-------- Records for this task --------

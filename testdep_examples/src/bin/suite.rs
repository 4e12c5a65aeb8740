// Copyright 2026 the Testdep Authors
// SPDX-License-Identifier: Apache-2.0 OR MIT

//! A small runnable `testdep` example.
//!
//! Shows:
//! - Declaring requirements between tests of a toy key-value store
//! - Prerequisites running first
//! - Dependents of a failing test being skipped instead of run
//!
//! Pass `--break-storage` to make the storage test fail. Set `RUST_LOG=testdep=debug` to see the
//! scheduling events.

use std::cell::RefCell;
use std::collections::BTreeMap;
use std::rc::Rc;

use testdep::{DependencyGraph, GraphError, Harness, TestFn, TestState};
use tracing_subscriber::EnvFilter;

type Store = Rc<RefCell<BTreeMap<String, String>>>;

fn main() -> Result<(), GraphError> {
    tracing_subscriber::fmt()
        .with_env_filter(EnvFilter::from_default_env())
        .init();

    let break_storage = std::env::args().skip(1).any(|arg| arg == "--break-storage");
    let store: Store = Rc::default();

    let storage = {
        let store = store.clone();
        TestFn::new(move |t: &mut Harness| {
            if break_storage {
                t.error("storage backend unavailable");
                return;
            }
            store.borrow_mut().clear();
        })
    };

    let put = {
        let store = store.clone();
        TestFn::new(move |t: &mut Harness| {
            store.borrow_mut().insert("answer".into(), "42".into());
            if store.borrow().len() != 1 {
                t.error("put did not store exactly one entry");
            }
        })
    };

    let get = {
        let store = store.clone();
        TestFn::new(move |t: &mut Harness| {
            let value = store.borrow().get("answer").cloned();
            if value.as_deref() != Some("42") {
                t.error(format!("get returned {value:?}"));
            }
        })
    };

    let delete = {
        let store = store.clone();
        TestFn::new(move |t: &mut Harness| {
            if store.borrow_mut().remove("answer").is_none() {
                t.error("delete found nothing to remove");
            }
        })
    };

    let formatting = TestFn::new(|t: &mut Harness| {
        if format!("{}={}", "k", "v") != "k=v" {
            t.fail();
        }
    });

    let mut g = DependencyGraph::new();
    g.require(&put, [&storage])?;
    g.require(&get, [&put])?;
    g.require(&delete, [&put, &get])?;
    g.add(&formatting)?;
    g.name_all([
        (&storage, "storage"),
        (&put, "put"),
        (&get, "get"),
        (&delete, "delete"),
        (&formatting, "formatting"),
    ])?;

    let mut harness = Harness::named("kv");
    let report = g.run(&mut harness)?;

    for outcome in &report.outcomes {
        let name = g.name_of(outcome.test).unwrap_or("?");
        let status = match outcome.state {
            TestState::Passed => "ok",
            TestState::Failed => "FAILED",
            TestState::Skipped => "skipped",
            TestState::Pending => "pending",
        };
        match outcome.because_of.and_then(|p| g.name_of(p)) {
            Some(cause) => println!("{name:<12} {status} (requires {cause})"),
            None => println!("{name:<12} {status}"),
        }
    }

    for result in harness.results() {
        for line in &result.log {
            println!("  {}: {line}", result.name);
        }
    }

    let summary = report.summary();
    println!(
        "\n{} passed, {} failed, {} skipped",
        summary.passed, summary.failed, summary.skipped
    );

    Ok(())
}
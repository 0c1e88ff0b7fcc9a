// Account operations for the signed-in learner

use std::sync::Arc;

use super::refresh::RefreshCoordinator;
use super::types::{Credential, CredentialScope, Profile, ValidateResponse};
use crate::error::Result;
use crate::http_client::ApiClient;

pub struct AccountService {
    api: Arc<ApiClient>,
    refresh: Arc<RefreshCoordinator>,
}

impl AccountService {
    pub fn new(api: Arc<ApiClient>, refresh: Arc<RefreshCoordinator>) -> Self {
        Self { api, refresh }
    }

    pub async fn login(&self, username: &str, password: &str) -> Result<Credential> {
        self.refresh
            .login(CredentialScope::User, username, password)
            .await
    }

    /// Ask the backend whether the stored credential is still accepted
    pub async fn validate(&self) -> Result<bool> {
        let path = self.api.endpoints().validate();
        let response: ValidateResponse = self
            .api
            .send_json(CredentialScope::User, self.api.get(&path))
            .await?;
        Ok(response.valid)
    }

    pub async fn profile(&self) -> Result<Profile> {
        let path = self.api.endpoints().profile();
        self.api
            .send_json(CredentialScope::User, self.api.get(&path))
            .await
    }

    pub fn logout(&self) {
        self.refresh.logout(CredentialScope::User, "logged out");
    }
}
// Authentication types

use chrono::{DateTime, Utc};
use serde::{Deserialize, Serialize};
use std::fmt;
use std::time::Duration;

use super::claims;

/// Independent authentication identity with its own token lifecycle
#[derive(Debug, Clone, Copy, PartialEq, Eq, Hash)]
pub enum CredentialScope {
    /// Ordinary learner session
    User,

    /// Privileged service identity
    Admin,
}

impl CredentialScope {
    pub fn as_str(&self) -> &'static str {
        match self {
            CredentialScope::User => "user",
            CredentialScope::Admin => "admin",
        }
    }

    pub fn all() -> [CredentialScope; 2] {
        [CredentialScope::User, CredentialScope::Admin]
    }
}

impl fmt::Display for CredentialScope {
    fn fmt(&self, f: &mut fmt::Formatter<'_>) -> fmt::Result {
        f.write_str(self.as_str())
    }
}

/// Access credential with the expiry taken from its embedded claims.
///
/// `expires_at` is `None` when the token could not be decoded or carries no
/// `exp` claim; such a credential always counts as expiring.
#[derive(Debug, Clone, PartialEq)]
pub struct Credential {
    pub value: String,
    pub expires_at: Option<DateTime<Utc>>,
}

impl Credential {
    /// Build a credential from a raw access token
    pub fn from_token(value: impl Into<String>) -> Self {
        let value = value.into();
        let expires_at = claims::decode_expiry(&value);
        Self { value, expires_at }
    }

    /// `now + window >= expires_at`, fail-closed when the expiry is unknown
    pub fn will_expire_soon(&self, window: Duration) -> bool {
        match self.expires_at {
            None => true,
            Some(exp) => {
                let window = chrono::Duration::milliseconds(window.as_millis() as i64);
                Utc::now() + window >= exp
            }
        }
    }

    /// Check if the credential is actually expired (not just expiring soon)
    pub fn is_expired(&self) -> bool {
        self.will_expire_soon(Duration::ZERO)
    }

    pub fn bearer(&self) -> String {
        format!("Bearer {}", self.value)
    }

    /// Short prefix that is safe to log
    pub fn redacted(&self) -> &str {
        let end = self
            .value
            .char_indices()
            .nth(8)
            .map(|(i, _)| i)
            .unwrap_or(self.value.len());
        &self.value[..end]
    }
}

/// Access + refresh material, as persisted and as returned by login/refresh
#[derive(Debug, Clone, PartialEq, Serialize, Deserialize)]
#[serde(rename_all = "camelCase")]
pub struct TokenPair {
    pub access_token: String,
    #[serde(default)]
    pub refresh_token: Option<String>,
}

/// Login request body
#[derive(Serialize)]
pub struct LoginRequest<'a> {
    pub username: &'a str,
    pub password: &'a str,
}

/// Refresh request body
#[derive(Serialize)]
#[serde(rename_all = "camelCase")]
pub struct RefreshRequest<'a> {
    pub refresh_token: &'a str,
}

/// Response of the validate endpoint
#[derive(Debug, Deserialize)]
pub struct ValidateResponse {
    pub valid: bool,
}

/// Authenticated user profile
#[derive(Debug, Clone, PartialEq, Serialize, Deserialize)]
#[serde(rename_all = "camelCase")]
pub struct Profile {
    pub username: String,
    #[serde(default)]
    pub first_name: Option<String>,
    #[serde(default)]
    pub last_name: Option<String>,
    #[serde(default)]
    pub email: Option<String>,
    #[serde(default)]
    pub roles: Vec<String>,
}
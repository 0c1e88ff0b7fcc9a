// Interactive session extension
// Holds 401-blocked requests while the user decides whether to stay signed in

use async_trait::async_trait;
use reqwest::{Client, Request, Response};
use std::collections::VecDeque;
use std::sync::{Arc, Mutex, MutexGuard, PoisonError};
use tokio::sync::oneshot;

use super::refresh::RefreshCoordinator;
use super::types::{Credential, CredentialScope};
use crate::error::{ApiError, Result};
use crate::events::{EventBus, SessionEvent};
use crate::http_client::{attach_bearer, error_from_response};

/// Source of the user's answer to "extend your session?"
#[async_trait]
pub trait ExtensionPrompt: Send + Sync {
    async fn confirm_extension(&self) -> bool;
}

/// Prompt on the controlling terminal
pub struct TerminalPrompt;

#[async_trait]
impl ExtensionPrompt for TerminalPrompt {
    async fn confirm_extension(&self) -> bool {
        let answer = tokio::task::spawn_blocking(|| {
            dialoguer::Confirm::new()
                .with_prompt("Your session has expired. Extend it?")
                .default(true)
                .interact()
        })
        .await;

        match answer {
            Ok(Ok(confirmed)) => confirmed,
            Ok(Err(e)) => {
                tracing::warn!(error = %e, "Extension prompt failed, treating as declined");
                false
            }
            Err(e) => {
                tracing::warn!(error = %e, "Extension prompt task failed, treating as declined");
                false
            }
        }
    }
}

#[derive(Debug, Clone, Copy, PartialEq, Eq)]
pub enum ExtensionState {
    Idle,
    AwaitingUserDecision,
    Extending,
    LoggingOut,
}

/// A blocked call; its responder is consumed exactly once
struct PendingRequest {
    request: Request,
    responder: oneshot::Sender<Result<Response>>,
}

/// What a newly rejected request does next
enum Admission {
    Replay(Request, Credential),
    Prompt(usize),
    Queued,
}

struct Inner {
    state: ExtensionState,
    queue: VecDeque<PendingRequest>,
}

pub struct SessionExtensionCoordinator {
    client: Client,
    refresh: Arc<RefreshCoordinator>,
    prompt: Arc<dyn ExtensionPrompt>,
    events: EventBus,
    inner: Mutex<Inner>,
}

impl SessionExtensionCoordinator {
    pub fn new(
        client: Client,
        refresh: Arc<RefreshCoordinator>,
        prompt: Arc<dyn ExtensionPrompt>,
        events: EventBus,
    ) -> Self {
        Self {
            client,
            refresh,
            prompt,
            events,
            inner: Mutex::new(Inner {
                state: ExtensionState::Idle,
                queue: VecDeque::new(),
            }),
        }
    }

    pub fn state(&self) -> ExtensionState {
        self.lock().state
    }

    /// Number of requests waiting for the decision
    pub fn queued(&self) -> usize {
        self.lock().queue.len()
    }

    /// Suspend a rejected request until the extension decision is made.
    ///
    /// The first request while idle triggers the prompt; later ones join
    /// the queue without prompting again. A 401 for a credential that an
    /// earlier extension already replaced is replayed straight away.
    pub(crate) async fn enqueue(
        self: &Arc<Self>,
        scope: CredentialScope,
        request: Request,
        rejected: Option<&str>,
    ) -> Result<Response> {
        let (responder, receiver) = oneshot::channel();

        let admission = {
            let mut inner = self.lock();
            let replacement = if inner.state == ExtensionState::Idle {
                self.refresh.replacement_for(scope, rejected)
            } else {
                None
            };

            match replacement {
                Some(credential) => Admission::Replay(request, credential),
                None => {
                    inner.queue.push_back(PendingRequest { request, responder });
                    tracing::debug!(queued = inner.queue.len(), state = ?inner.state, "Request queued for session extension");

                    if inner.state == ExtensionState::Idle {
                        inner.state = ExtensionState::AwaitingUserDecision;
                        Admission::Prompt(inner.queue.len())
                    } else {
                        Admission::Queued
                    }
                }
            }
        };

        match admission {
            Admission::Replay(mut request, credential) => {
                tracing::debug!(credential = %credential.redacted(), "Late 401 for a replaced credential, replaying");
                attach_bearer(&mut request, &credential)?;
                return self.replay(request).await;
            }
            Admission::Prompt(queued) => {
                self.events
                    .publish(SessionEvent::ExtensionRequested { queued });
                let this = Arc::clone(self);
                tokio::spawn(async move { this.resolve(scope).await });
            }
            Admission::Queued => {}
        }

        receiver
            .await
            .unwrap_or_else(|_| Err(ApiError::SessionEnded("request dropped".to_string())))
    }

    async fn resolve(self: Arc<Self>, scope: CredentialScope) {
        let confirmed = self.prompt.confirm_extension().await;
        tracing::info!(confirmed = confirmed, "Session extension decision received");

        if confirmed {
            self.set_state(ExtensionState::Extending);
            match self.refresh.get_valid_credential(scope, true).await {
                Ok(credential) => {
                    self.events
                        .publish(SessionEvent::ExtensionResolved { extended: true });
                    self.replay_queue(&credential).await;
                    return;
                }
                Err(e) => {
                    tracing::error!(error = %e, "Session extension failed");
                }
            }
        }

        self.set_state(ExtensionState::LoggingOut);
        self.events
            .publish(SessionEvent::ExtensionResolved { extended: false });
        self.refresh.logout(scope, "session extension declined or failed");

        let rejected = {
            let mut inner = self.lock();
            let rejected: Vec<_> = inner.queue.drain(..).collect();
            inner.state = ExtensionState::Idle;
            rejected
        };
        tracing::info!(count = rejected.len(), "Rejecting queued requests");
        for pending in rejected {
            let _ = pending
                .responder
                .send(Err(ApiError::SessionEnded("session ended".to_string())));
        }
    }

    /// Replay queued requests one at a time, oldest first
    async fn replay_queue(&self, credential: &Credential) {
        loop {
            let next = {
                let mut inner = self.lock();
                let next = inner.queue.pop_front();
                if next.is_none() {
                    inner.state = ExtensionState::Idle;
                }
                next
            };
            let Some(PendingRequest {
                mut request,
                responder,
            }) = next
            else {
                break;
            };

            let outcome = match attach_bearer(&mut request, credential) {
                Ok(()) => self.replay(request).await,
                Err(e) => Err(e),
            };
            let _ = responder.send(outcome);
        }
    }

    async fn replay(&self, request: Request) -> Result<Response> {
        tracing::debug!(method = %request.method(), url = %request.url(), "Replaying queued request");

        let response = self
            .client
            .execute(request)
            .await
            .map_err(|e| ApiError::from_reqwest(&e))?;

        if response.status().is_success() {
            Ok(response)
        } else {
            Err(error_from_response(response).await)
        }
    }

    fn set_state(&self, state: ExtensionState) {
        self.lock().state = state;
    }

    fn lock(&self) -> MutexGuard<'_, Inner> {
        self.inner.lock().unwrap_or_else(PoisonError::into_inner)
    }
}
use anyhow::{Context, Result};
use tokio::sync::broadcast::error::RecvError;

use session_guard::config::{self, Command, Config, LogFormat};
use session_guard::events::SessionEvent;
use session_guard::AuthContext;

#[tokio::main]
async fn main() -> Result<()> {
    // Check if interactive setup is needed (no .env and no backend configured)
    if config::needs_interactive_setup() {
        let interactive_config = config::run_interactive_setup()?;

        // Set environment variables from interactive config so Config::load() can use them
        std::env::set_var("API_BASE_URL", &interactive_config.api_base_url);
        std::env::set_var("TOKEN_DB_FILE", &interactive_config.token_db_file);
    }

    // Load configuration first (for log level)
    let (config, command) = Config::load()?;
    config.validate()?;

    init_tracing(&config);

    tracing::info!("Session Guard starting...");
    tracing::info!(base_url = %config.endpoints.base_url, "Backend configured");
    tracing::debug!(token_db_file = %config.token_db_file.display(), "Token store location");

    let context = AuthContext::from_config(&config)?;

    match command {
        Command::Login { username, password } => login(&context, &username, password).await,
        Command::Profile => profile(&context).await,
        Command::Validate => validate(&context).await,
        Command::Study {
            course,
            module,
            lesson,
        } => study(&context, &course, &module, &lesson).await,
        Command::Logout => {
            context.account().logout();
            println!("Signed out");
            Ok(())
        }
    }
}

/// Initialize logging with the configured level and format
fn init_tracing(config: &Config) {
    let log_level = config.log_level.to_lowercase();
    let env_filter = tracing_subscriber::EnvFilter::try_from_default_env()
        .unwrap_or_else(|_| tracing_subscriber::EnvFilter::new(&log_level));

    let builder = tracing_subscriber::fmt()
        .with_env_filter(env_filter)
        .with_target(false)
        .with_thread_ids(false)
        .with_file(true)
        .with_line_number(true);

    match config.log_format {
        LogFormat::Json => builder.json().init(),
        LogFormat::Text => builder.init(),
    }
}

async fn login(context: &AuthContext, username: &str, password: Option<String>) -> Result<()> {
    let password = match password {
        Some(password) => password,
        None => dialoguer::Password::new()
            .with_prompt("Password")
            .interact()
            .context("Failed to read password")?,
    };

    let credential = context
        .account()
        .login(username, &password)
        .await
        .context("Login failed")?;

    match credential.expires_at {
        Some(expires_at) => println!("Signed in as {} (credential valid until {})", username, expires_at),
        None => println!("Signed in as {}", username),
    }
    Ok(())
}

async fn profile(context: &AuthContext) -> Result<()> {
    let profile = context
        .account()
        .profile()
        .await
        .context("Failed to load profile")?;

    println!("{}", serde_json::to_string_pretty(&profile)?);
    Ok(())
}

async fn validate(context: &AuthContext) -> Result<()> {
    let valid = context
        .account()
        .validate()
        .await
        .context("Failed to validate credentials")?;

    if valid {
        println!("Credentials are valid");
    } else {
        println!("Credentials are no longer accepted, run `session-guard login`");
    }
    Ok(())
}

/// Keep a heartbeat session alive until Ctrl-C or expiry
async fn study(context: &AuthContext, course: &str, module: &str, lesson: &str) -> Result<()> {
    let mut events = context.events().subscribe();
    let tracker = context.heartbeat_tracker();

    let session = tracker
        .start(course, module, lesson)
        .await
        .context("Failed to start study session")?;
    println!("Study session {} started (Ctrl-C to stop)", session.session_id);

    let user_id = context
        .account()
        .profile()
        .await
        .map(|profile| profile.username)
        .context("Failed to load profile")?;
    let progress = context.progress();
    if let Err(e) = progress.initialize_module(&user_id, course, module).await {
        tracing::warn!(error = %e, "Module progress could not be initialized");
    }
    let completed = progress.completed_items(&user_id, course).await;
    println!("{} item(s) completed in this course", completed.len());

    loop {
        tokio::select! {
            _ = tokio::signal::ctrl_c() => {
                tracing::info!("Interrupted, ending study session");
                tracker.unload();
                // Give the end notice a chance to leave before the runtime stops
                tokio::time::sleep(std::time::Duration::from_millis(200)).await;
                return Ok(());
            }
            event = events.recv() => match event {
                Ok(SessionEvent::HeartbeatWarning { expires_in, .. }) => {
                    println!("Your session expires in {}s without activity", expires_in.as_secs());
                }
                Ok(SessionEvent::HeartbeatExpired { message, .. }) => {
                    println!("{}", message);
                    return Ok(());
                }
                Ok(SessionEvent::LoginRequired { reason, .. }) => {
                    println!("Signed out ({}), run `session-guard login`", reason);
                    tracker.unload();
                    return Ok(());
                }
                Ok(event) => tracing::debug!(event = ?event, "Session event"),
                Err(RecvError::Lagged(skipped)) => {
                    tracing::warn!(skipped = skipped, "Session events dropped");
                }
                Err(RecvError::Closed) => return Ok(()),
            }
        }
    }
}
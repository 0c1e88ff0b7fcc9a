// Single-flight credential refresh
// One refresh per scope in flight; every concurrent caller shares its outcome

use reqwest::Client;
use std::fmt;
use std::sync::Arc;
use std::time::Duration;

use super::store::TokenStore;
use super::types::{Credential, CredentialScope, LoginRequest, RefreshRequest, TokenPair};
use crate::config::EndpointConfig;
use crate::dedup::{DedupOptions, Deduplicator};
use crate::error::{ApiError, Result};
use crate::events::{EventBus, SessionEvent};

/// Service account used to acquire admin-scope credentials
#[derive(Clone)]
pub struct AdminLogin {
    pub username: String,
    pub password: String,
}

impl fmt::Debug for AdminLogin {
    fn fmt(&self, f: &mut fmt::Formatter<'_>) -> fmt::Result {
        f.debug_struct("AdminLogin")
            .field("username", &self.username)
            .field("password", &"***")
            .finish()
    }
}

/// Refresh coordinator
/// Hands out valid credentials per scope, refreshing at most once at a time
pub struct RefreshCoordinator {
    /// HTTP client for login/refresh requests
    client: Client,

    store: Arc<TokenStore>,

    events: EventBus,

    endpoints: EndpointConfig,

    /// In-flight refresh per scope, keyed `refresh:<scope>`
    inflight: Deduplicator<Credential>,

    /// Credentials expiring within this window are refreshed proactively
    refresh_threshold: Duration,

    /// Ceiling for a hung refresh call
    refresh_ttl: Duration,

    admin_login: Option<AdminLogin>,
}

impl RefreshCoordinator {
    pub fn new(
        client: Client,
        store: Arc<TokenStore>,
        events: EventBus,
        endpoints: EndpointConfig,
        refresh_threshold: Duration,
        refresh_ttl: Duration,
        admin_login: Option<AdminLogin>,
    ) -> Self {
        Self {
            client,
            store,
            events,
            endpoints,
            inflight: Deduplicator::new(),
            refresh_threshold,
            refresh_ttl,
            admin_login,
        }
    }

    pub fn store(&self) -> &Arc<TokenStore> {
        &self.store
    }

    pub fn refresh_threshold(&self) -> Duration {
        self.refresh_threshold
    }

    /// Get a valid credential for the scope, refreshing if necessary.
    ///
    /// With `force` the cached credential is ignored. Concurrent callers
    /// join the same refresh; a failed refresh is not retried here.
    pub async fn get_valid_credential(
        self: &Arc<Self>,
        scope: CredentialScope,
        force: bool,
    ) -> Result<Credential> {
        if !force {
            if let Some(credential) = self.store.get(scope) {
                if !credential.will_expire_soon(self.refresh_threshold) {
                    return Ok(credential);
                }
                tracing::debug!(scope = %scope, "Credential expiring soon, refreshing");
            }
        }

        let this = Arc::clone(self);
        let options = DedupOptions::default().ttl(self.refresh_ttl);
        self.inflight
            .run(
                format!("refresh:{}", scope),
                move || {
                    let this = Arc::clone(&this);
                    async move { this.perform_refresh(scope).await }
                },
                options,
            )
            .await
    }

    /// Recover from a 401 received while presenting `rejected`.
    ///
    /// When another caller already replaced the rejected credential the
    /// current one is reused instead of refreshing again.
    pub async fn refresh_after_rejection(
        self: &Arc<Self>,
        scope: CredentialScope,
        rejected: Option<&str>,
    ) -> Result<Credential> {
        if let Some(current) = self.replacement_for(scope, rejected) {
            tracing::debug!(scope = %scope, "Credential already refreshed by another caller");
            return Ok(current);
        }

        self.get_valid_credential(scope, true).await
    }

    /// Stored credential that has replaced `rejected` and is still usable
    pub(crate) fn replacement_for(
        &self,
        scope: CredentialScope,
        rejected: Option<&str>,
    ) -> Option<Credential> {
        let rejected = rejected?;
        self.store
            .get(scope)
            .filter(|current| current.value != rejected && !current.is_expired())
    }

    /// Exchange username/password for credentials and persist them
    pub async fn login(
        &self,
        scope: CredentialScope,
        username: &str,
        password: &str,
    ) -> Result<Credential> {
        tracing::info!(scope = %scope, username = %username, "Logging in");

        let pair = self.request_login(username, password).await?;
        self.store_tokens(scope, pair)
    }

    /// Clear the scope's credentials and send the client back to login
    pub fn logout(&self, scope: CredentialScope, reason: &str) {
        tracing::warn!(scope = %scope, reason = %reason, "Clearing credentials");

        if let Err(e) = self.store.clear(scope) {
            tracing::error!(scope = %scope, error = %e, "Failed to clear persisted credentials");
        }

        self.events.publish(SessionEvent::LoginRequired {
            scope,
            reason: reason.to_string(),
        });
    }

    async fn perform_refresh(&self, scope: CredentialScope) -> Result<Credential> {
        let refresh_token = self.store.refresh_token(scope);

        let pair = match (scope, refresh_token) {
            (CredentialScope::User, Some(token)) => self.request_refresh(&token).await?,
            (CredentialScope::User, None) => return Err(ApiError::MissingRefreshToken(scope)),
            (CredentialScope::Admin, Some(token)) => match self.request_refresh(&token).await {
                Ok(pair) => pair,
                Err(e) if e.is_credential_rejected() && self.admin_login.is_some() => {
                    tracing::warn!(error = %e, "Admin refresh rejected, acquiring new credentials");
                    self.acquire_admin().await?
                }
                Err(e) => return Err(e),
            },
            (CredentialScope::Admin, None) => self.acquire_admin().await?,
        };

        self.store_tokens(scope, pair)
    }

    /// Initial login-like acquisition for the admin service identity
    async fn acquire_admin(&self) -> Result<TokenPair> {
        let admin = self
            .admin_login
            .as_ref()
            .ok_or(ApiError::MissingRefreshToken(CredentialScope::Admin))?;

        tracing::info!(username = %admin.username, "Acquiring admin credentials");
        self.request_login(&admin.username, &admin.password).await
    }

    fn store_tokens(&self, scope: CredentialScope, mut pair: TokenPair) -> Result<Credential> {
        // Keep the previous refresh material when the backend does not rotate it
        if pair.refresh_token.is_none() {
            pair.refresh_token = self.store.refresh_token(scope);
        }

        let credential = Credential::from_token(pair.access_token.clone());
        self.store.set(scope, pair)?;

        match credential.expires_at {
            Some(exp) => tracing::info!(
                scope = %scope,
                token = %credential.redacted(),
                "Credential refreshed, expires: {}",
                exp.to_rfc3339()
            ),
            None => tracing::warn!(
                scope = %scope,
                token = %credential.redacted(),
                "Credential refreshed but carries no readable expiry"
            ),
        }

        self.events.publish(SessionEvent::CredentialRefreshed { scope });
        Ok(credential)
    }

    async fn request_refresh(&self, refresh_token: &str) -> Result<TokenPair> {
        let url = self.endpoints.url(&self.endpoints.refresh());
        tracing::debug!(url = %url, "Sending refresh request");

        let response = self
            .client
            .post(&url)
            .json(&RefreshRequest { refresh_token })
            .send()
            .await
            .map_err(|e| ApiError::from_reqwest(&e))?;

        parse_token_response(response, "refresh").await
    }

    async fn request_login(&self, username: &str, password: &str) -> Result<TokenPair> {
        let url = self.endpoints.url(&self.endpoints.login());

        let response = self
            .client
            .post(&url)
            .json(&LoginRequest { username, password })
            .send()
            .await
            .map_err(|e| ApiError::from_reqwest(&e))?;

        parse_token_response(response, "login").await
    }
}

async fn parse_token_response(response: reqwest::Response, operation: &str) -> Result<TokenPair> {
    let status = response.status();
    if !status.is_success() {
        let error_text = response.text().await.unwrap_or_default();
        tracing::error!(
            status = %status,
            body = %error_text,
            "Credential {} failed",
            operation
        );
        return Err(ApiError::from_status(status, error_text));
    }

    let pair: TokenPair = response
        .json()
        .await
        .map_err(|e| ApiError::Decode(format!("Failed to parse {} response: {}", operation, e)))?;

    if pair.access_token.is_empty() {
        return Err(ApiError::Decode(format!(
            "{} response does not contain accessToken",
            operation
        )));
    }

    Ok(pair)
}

--------

Whenever the string "without" shows up in a line of the entries, copy that line.

* _Final answer_:
    /// the queue without prompting again. A 401 for a credential that an
                    println!("Your session expires in {}s without activity", expires_in.as_secs());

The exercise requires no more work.